Written by Petr Kominek
The Horovice Chateau is a baroque-classicist residence in the town of Horovice in the Central Bohemian region.
Despite the lack of sources concerning its foundation and construction, this so-called new chateau is dated to the very end of the 17th century, as the detailed historical records of the Horovice domain only mention the old gothic castle of Horovice prior to 1648. In 1657, Jan Frantisek Bruntalsky of Vrbno married the daughter of Bernard Ignac of Martinic, and, after her death, married her younger sister in 1672. Through these marriages, the Silesian family of Bruntals of Vrbno acquired the lands in Horovice, and Jan Frantisek is assumed to have built the Horovice Chateau, due to the fact the old castle no longer suited the needs of representing nobility.
The French-style chateau park was designed in the 1730s, and the gates to the park were adorned with sculptures by the renowned sculptor Matyas Bernard Braun. The park was also decorated with a statue of Friedrich Wilhelm of Hanau by Heinrich Natter, which is, however, younger than the sculptures by Braun. The Bruntals of Vrbno used the chateau up until the second half of the 19th century when the last owner from this family Dominik sold it to Friedrich Wilhelm of Hanau, a Hessian elector, who purchased it as a present for his wife Gertrude.
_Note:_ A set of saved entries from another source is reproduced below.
//! Public pages: sign in, sign up, e-mail verification and password reset.

use leptos::ev::SubmitEvent;
use leptos::logging::{log, warn};
use leptos::prelude::*;
use leptos_router::components::A;
use leptos_router::hooks::{use_navigate, use_query_map};

use hydrowatch_common::auth::{
    validate_email, validate_otp, validate_password, verify_path, ForgotPasswordRequest, LoginRequest,
    ResetPasswordRequest, SignupRequest, ValidateOtpRequest, VerifyCodeRequest,
};
use hydrowatch_common::BackendClient;

use crate::state::{use_app, AppContext};

fn backend(ctx: AppContext) -> Result<BackendClient, String> {
    ctx.client_untracked()
        .ok_or_else(|| "Still connecting to the server, try again in a moment.".to_string())
}

#[component]
fn Banner(error: ReadSignal<Option<String>>, notice: ReadSignal<Option<String>>) -> impl IntoView {
    view! {
        {move || error.get().map(|m| view! { <p class="banner banner-error">{m}</p> })}
        {move || notice.get().map(|m| view! { <p class="banner banner-ok">{m}</p> })}
    }
}

// ─── Login ───────────────────────────────────────────────────────────────────

#[component]
pub fn LoginPage() -> impl IntoView {
    let ctx = use_app();
    let navigate = use_navigate();
    let email = RwSignal::new(String::new());
    let password = RwSignal::new(String::new());
    let (busy, set_busy) = signal(false);
    let (error, set_error) = signal(Option::<String>::None);
    let (notice, _) = signal(Option::<String>::None);

    let submit = move |ev: SubmitEvent| {
        ev.prevent_default();
        if let Err(e) = validate_email(&email.get_untracked()) {
            set_error.set(Some(e.user_message()));
            return;
        }
        let client = match backend(ctx) {
            Ok(c) => c,
            Err(e) => return set_error.set(Some(e)),
        };
        let req = LoginRequest {
            email: email.get_untracked().trim().to_string(),
            password: password.get_untracked(),
        };
        let navigate = navigate.clone();
        set_busy.set(true);
        leptos::task::spawn_local(async move {
            match client.login(&req).await {
                Ok(resp) => {
                    let landing = resp.user.role.landing();
                    match ctx.sign_in(resp.user, &resp.token) {
                        Ok(()) => {
                            log!("Signed in, opening {landing}");
                            navigate(landing, Default::default());
                        }
                        Err(e) => set_error.set(Some(e.user_message())),
                    }
                }
                Err(e) => {
                    warn!("Login failed: {e}");
                    set_error.set(Some(e.user_message()));
                }
            }
            set_busy.set(false);
        });
    };

    view! {
        <div class="auth-page">
            <form class="auth-form" on:submit=submit>
                <h1>"Sign in"</h1>
                <Banner error=error notice=notice/>
                <label>"Email"<input type="email" required bind:value=email/></label>
                <label>"Password"<input type="password" required bind:value=password/></label>
                <button class="btn btn-primary" type="submit" disabled=move || busy.get()>
                    {move || if busy.get() { "Signing in…" } else { "Sign in" }}
                </button>
                <p class="auth-links">
                    <A href="/forgot-password">"Forgot your password?"</A>
                    " · "
                    <A href="/signup">"Create an account"</A>
                </p>
            </form>
        </div>
    }
}

// ─── Sign up ─────────────────────────────────────────────────────────────────

#[component]
pub fn SignupPage() -> impl IntoView {
    let ctx = use_app();
    let navigate = use_navigate();
    let username = RwSignal::new(String::new());
    let email = RwSignal::new(String::new());
    let password = RwSignal::new(String::new());
    let confirm = RwSignal::new(String::new());
    let (busy, set_busy) = signal(false);
    let (error, set_error) = signal(Option::<String>::None);
    let (notice, _) = signal(Option::<String>::None);

    let submit = move |ev: SubmitEvent| {
        ev.prevent_default();
        let req = match SignupRequest::validated(
            &username.get_untracked(),
            &email.get_untracked(),
            &password.get_untracked(),
            &confirm.get_untracked(),
        ) {
            Ok(r) => r,
            Err(e) => return set_error.set(Some(e.user_message())),
        };
        let client = match backend(ctx) {
            Ok(c) => c,
            Err(e) => return set_error.set(Some(e)),
        };
        let navigate = navigate.clone();
        set_busy.set(true);
        leptos::task::spawn_local(async move {
            match client.signup(&req).await {
                Ok(_) => match verify_path(&req.email) {
                    Ok(path) => navigate(&path, Default::default()),
                    Err(e) => set_error.set(Some(e.user_message())),
                },
                Err(e) => {
                    warn!("Signup failed: {e}");
                    set_error.set(Some(e.user_message()));
                }
            }
            set_busy.set(false);
        });
    };

    view! {
        <div class="auth-page">
            <form class="auth-form" on:submit=submit>
                <h1>"Create an account"</h1>
                <Banner error=error notice=notice/>
                <label>"Username"<input type="text" required bind:value=username/></label>
                <label>"Email"<input type="email" required bind:value=email/></label>
                <label>"Password"<input type="password" required bind:value=password/></label>
                <label>"Confirm password"<input type="password" required bind:value=confirm/></label>
                <button class="btn btn-primary" type="submit" disabled=move || busy.get()>"Sign up"</button>
                <p class="auth-links">"Already registered? "<A href="/login">"Sign in"</A></p>
            </form>
        </div>
    }
}

// ─── Verify ──────────────────────────────────────────────────────────────────

#[component]
pub fn VerifyPage() -> impl IntoView {
    let ctx = use_app();
    let query = use_query_map();
    let email = RwSignal::new(String::new());
    let code = RwSignal::new(String::new());
    let (error, set_error) = signal(Option::<String>::None);
    let (notice, set_notice) = signal(Option::<String>::None);

    Effect::new(move |_| {
        if let Some(e) = query.with(|q| q.get("email")) {
            email.set(e);
        }
    });

    let submit = move |ev: SubmitEvent| {
        ev.prevent_default();
        if let Err(e) = validate_email(&email.get_untracked()).and(validate_otp(&code.get_untracked())) {
            return set_error.set(Some(e.user_message()));
        }
        let client = match backend(ctx) {
            Ok(c) => c,
            Err(e) => return set_error.set(Some(e)),
        };
        let req = VerifyCodeRequest {
            email: email.get_untracked().trim().to_string(),
            code: code.get_untracked().trim().to_string(),
        };
        leptos::task::spawn_local(async move {
            match client.verify_code(&req).await {
                Ok(ack) => {
                    set_error.set(None);
                    set_notice.set(Some(if ack.message.is_empty() {
                        "Email verified. You can now sign in.".into()
                    } else {
                        ack.message
                    }));
                }
                Err(e) => set_error.set(Some(e.user_message())),
            }
        });
    };

    view! {
        <div class="auth-page">
            <form class="auth-form" on:submit=submit>
                <h1>"Verify your email"</h1>
                <p>"Enter the 6-digit code we sent to your inbox."</p>
                <Banner error=error notice=notice/>
                <label>"Email"<input type="email" required bind:value=email/></label>
                <label>"Code"<input type="text" inputmode="numeric" maxlength="6" required bind:value=code/></label>
                <button class="btn btn-primary" type="submit">"Verify"</button>
                <p class="auth-links"><A href="/login">"Back to sign in"</A></p>
            </form>
        </div>
    }
}

// ─── Forgot password ─────────────────────────────────────────────────────────

#[derive(Debug, Clone, Copy, PartialEq, Eq)]
enum ResetStep {
    RequestCode,
    EnterCode,
    NewPassword,
    Done,
}

/// Three-step reset: request an OTP, validate it, choose a new password.
#[component]
pub fn ForgotPasswordPage() -> impl IntoView {
    let ctx = use_app();
    let step = RwSignal::new(ResetStep::RequestCode);
    let email = RwSignal::new(String::new());
    let otp = RwSignal::new(String::new());
    let password = RwSignal::new(String::new());
    let confirm = RwSignal::new(String::new());
    let (busy, set_busy) = signal(false);
    let (error, set_error) = signal(Option::<String>::None);
    let (notice, set_notice) = signal(Option::<String>::None);

    let submit = move |ev: SubmitEvent| {
        ev.prevent_default();
        let client = match backend(ctx) {
            Ok(c) => c,
            Err(e) => return set_error.set(Some(e)),
        };
        let email_v = email.get_untracked().trim().to_string();
        let otp_v = otp.get_untracked().trim().to_string();
        let current = step.get_untracked();

        let check = match current {
            ResetStep::RequestCode => validate_email(&email_v),
            ResetStep::EnterCode => validate_otp(&otp_v),
            ResetStep::NewPassword => {
                validate_password(&password.get_untracked(), &confirm.get_untracked())
            }
            ResetStep::Done => return,
        };
        if let Err(e) = check {
            return set_error.set(Some(e.user_message()));
        }

        set_busy.set(true);
        leptos::task::spawn_local(async move {
            let result = match current {
                ResetStep::RequestCode => client
                    .forgot_password(&ForgotPasswordRequest { email: email_v })
                    .await
                    .map(|ack| (ResetStep::EnterCode, ack.message)),
                ResetStep::EnterCode => client
                    .validate_otp(&ValidateOtpRequest { email: email_v, otp: otp_v })
                    .await
                    .map(|ack| (ResetStep::NewPassword, ack.message)),
                ResetStep::NewPassword => client
                    .reset_password(&ResetPasswordRequest {
                        email: email_v,
                        otp: otp_v,
                        new_password: password.get_untracked(),
                    })
                    .await
                    .map(|ack| (ResetStep::Done, ack.message)),
                ResetStep::Done => Ok((ResetStep::Done, String::new())),
            };
            match result {
                Ok((next, message)) => {
                    set_error.set(None);
                    set_notice.set((!message.is_empty()).then_some(message));
                    step.set(next);
                }
                Err(e) => {
                    warn!("Password reset step {current:?} failed: {e}");
                    set_error.set(Some(e.user_message()));
                }
            }
            set_busy.set(false);
        });
    };

    view! {
        <div class="auth-page">
            <form class="auth-form" on:submit=submit>
                <h1>"Reset your password"</h1>
                <Banner error=error notice=notice/>
                {move || match step.get() {
                    ResetStep::RequestCode => view! {
                        <label>"Email"<input type="email" required bind:value=email/></label>
                        <button class="btn btn-primary" type="submit" disabled=move || busy.get()>"Send code"</button>
                    }.into_any(),
                    ResetStep::EnterCode => view! {
                        <p>"We emailed a 6-digit code to " {email.get_untracked()} "."</p>
                        <label>"Code"<input type="text" inputmode="numeric" maxlength="6" required bind:value=otp/></label>
                        <button class="btn btn-primary" type="submit" disabled=move || busy.get()>"Check code"</button>
                    }.into_any(),
                    ResetStep::NewPassword => view! {
                        <label>"New password"<input type="password" required bind:value=password/></label>
                        <label>"Confirm password"<input type="password" required bind:value=confirm/></label>
                        <button class="btn btn-primary" type="submit" disabled=move || busy.get()>"Save password"</button>
                    }.into_any(),
                    ResetStep::Done => view! {
                        <p>"Your password has been changed."</p>
                    }.into_any(),
                }}
                <p class="auth-links"><A href="/login">"Back to sign in"</A></p>
            </form>
        </div>
    }
}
Their descendants still lived in the residence until the year 1945. The last owner of the Chateau, Jindrich of Schaumburg, joined the Wehrmacht in 1938 and after his capture in Tunisia in 1940 spent the rest of the war as a prisoner of war. His son, Leopold, stayed in Horovice with his mother and was imprisoned by the Gestapo.
After the war, the family was reunited in Austria, but they never returned to Horovice, as the Chateau was seized by the decree no. 7 issued by President Benes. Parts of the building were utilized as a hospital for two units of Red Army soldiers immediately after the war, who stole the “spoils of war” and damaged the property. After the departure of the soviet military assets, the estate was used as a post office, warehouse, offices for various state organizations and the school system under the management of the national committee for culture. From 1954 onward, parts of the chateau were being exhibited. It is currently a national cultural site with a stable exhibition under the management of the national heritage institute.